━━ DATA EXTRACT ━━

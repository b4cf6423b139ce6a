//! Points, angles and stroke paths.

use serde::{Deserialize, Serialize};
use std::ops::{Add, AddAssign, Neg, Sub};

/// A 2D point in output units.
///
/// The coordinate system has Y pointing up, matching the font design
/// space (engraving output, not screen space).
#[derive(Debug, Clone, Copy, PartialEq, Default, Serialize, Deserialize)]
pub struct Point {
    pub x: f64,
    pub y: f64,
}

impl Point {
    pub const ZERO: Point = Point { x: 0.0, y: 0.0 };

    pub fn new(x: f64, y: f64) -> Self {
        Point { x, y }
    }
}

impl Add for Point {
    type Output = Point;

    fn add(self, rhs: Point) -> Point {
        Point::new(self.x + rhs.x, self.y + rhs.y)
    }
}

impl AddAssign for Point {
    fn add_assign(&mut self, rhs: Point) {
        self.x += rhs.x;
        self.y += rhs.y;
    }
}

impl Sub for Point {
    type Output = Point;

    fn sub(self, rhs: Point) -> Point {
        Point::new(self.x - rhs.x, self.y - rhs.y)
    }
}

/// An angle in degrees, positive counter-clockwise.
#[derive(Debug, Clone, Copy, PartialEq, Default, Serialize, Deserialize)]
pub struct Angle(f64);

impl Angle {
    pub const ZERO: Angle = Angle(0.0);

    pub fn from_deg(deg: f64) -> Self {
        Angle(deg)
    }

    pub fn to_deg(self) -> f64 {
        self.0
    }

    pub fn to_rad(self) -> f64 {
        self.0.to_radians()
    }

    /// True if the angle is (numerically) zero, i.e. a straight segment.
    pub fn is_zero(self) -> bool {
        self.0 == 0.0
    }
}

impl Neg for Angle {
    type Output = Angle;

    fn neg(self) -> Angle {
        Angle(-self.0)
    }
}

/// A stroke-path vertex: an absolute position plus the arc sweep of the
/// segment *ending at the next vertex*.
///
/// A renderer consumes a path as "move to v0, then for each subsequent
/// vertex draw an arc (or line, if the stored sweep is zero) to it using
/// the sweep stored on the previous vertex". The sweep on the last
/// vertex is unused by rendering.
#[derive(Debug, Clone, Copy, PartialEq, Serialize, Deserialize)]
pub struct Vertex {
    pub position: Point,
    pub angle: Angle,
}

impl Vertex {
    pub fn new(position: Point, angle: Angle) -> Self {
        Vertex { position, angle }
    }
}

/// An ordered sequence of stroke-space vertices.
///
/// The path exclusively owns its vertices. Transformations are pure:
/// they return a new path and leave `self` untouched.
#[derive(Debug, Clone, Default, PartialEq, Serialize, Deserialize)]
pub struct Path {
    vertices: Vec<Vertex>,
}

impl Path {
    pub fn new() -> Self {
        Path::default()
    }

    pub fn from_vertices(vertices: Vec<Vertex>) -> Self {
        Path { vertices }
    }

    pub fn push(&mut self, vertex: Vertex) {
        self.vertices.push(vertex);
    }

    pub fn vertices(&self) -> &[Vertex] {
        &self.vertices
    }

    pub fn len(&self) -> usize {
        self.vertices.len()
    }

    pub fn is_empty(&self) -> bool {
        self.vertices.is_empty()
    }

    /// Return a copy of this path with every vertex offset by `delta`.
    pub fn translated(&self, delta: Point) -> Path {
        Path {
            vertices: self
                .vertices
                .iter()
                .map(|v| Vertex::new(v.position + delta, v.angle))
                .collect(),
        }
    }

    /// Return a copy reflected about the vertical axis (x = 0).
    ///
    /// Mirroring flips arc handedness, so every sweep angle is negated
    /// along with the X coordinates.
    pub fn mirrored(&self) -> Path {
        Path {
            vertices: self
                .vertices
                .iter()
                .map(|v| Vertex::new(Point::new(-v.position.x, v.position.y), -v.angle))
                .collect(),
        }
    }
}

#[cfg(test)]
mod tests {
    use super::*;

    #[test]
    fn test_translated_offsets_all_vertices() {
        let path = Path::from_vertices(vec![
            Vertex::new(Point::new(1.0, 2.0), Angle::from_deg(90.0)),
            Vertex::new(Point::new(3.0, 4.0), Angle::ZERO),
        ]);

        let moved = path.translated(Point::new(10.0, -1.0));

        assert_eq!(moved.vertices()[0].position, Point::new(11.0, 1.0));
        assert_eq!(moved.vertices()[1].position, Point::new(13.0, 3.0));
        // angles untouched
        assert_eq!(moved.vertices()[0].angle, Angle::from_deg(90.0));
        // original untouched
        assert_eq!(path.vertices()[0].position, Point::new(1.0, 2.0));
    }

    #[test]
    fn test_mirrored_negates_x_and_sweep() {
        let path = Path::from_vertices(vec![
            Vertex::new(Point::new(2.0, 1.0), Angle::from_deg(45.0)),
            Vertex::new(Point::new(-3.0, 0.5), Angle::from_deg(-90.0)),
        ]);

        let mirrored = path.mirrored();

        assert_eq!(mirrored.vertices()[0].position, Point::new(-2.0, 1.0));
        assert_eq!(mirrored.vertices()[0].angle, Angle::from_deg(-45.0));
        assert_eq!(mirrored.vertices()[1].position, Point::new(3.0, 0.5));
        assert_eq!(mirrored.vertices()[1].angle, Angle::from_deg(90.0));
    }

    #[test]
    fn test_mirror_twice_is_identity() {
        let path = Path::from_vertices(vec![
            Vertex::new(Point::new(2.0, 1.0), Angle::from_deg(45.0)),
            Vertex::new(Point::new(7.5, -2.0), Angle::ZERO),
        ]);

        assert_eq!(path.mirrored().mirrored(), path);
    }
}
//! Axis-aligned bounding box computation.
//!
//! Bounds cover the true geometric extent of rendered segments: for arc
//! segments the axis-extreme points of the swept circle are included,
//! not just the two endpoints.

use crate::path::{Angle, Path, Point};

/// Axis-aligned bounding box.
#[derive(Debug, Clone, Copy, PartialEq)]
pub struct BoundingBox {
    pub min_x: f64,
    pub min_y: f64,
    pub max_x: f64,
    pub max_y: f64,
}

impl BoundingBox {
    /// An empty (inverted) bounding box.
    pub const EMPTY: Self = Self {
        min_x: f64::INFINITY,
        min_y: f64::INFINITY,
        max_x: f64::NEG_INFINITY,
        max_y: f64::NEG_INFINITY,
    };

    /// True if at least one point has been included.
    pub fn is_valid(&self) -> bool {
        self.min_x <= self.max_x && self.min_y <= self.max_y
    }

    pub fn include(&mut self, p: Point) {
        self.min_x = self.min_x.min(p.x);
        self.min_y = self.min_y.min(p.y);
        self.max_x = self.max_x.max(p.x);
        self.max_y = self.max_y.max(p.y);
    }

    pub fn merge(&mut self, other: &BoundingBox) {
        if other.is_valid() {
            self.include(Point::new(other.min_x, other.min_y));
            self.include(Point::new(other.max_x, other.max_y));
        }
    }

    pub fn bottom_left(&self) -> Point {
        Point::new(self.min_x, self.min_y)
    }

    pub fn top_right(&self) -> Point {
        Point::new(self.max_x, self.max_y)
    }
}

/// Bounds of one segment from `start` to `end` with the given arc sweep.
///
/// A zero sweep is a straight line. A nonzero sweep is a circular arc;
/// its center lies on the chord's perpendicular bisector, to the left of
/// the travel direction for a positive (counter-clockwise) sweep.
pub fn segment_bounds(start: Point, end: Point, sweep: Angle) -> BoundingBox {
    let mut bounds = BoundingBox::EMPTY;
    bounds.include(start);
    bounds.include(end);

    let theta = sweep.to_rad();
    let chord = end - start;
    let chord_len = (chord.x * chord.x + chord.y * chord.y).sqrt();
    if theta.abs() < 1e-9 || chord_len < 1e-12 {
        return bounds;
    }

    // Center: chord midpoint plus the left normal scaled by the apothem
    // (which is zero for a semicircle and negative for clockwise arcs).
    let mid = Point::new((start.x + end.x) / 2.0, (start.y + end.y) / 2.0);
    let apothem = (chord_len / 2.0) / (theta / 2.0).tan();
    let left_normal = Point::new(-chord.y / chord_len, chord.x / chord_len);
    let center = Point::new(
        mid.x + left_normal.x * apothem,
        mid.y + left_normal.y * apothem,
    );
    let radius = (chord_len / 2.0) / (theta / 2.0).sin().abs();

    let start_angle = (start.y - center.y).atan2(start.x - center.x);
    let tau = std::f64::consts::TAU;
    for quadrant in 0..4 {
        let axis = quadrant as f64 * std::f64::consts::FRAC_PI_2;
        let crossed = if theta > 0.0 {
            (axis - start_angle).rem_euclid(tau) <= theta
        } else {
            (start_angle - axis).rem_euclid(tau) <= -theta
        };
        if crossed {
            bounds.include(Point::new(
                center.x + radius * axis.cos(),
                center.y + radius * axis.sin(),
            ));
        }
    }
    bounds
}

/// Bounding box of a collection of stroke paths, or `None` if the
/// collection contains no vertices at all.
///
/// Returns `(bottom_left, top_right)`.
pub fn paths_bounding_box(paths: &[Path]) -> Option<(Point, Point)> {
    let mut bounds = BoundingBox::EMPTY;
    for path in paths {
        let vertices = path.vertices();
        if vertices.len() == 1 {
            bounds.include(vertices[0].position);
        }
        for pair in vertices.windows(2) {
            bounds.merge(&segment_bounds(
                pair[0].position,
                pair[1].position,
                pair[0].angle,
            ));
        }
    }
    bounds
        .is_valid()
        .then(|| (bounds.bottom_left(), bounds.top_right()))
}

#[cfg(test)]
mod tests {
    use super::*;
    use crate::path::Vertex;

    fn assert_close(a: f64, b: f64) {
        assert!((a - b).abs() < 1e-9, "{a} != {b}");
    }

    #[test]
    fn test_straight_segment_bounds_are_endpoints() {
        let b = segment_bounds(Point::new(1.0, 2.0), Point::new(-3.0, 5.0), Angle::ZERO);
        assert_close(b.min_x, -3.0);
        assert_close(b.min_y, 2.0);
        assert_close(b.max_x, 1.0);
        assert_close(b.max_y, 5.0);
    }

    #[test]
    fn test_ccw_semicircle_passes_below_the_chord() {
        // Center (1,0), radius 1; CCW rotation from 180 deg to 360 deg
        // passes through (1,-1).
        let b = segment_bounds(Point::ZERO, Point::new(2.0, 0.0), Angle::from_deg(180.0));
        assert_close(b.min_x, 0.0);
        assert_close(b.max_x, 2.0);
        assert_close(b.min_y, -1.0);
        assert_close(b.max_y, 0.0);
    }

    #[test]
    fn test_cw_semicircle_passes_above_the_chord() {
        let b = segment_bounds(Point::ZERO, Point::new(2.0, 0.0), Angle::from_deg(-180.0));
        assert_close(b.min_y, 0.0);
        assert_close(b.max_y, 1.0);
    }

    #[test]
    fn test_quarter_arc_includes_axis_extreme() {
        // CCW quarter circle from (1,0) to (0,1) around the origin:
        // stays in the first quadrant, no axis crossing beyond endpoints.
        let b = segment_bounds(
            Point::new(1.0, 0.0),
            Point::new(0.0, 1.0),
            Angle::from_deg(90.0),
        );
        assert_close(b.min_x, 0.0);
        assert_close(b.max_x, 1.0);
        assert_close(b.min_y, 0.0);
        assert_close(b.max_y, 1.0);
    }

    #[test]
    fn test_paths_bounding_box_empty() {
        assert_eq!(paths_bounding_box(&[]), None);
        assert_eq!(paths_bounding_box(&[Path::new()]), None);
    }

    #[test]
    fn test_paths_bounding_box_merges_paths() {
        let a = Path::from_vertices(vec![
            Vertex::new(Point::ZERO, Angle::ZERO),
            Vertex::new(Point::new(2.0, 3.0), Angle::ZERO),
        ]);
        let b = Path::from_vertices(vec![
            Vertex::new(Point::new(-1.0, 1.0), Angle::ZERO),
            Vertex::new(Point::new(0.5, -2.0), Angle::ZERO),
        ]);
        let (bl, tr) = paths_bounding_box(&[a, b]).unwrap();
        assert_eq!(bl, Point::new(-1.0, -2.0));
        assert_eq!(tr, Point::new(2.0, 3.0));
    }
}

━━━

**INSTRUCTIONS TO FOLLOW:** Filter the entries above down to the lines that contain the word "radius".

**TASK ANSWER:**
    let radius = (chord_len / 2.0) / (theta / 2.0).sin().abs();
                center.x + radius * axis.cos(),
                center.y + radius * axis.sin(),
        // Center (1,0), radius 1; CCW rotation from 180 deg to 360 deg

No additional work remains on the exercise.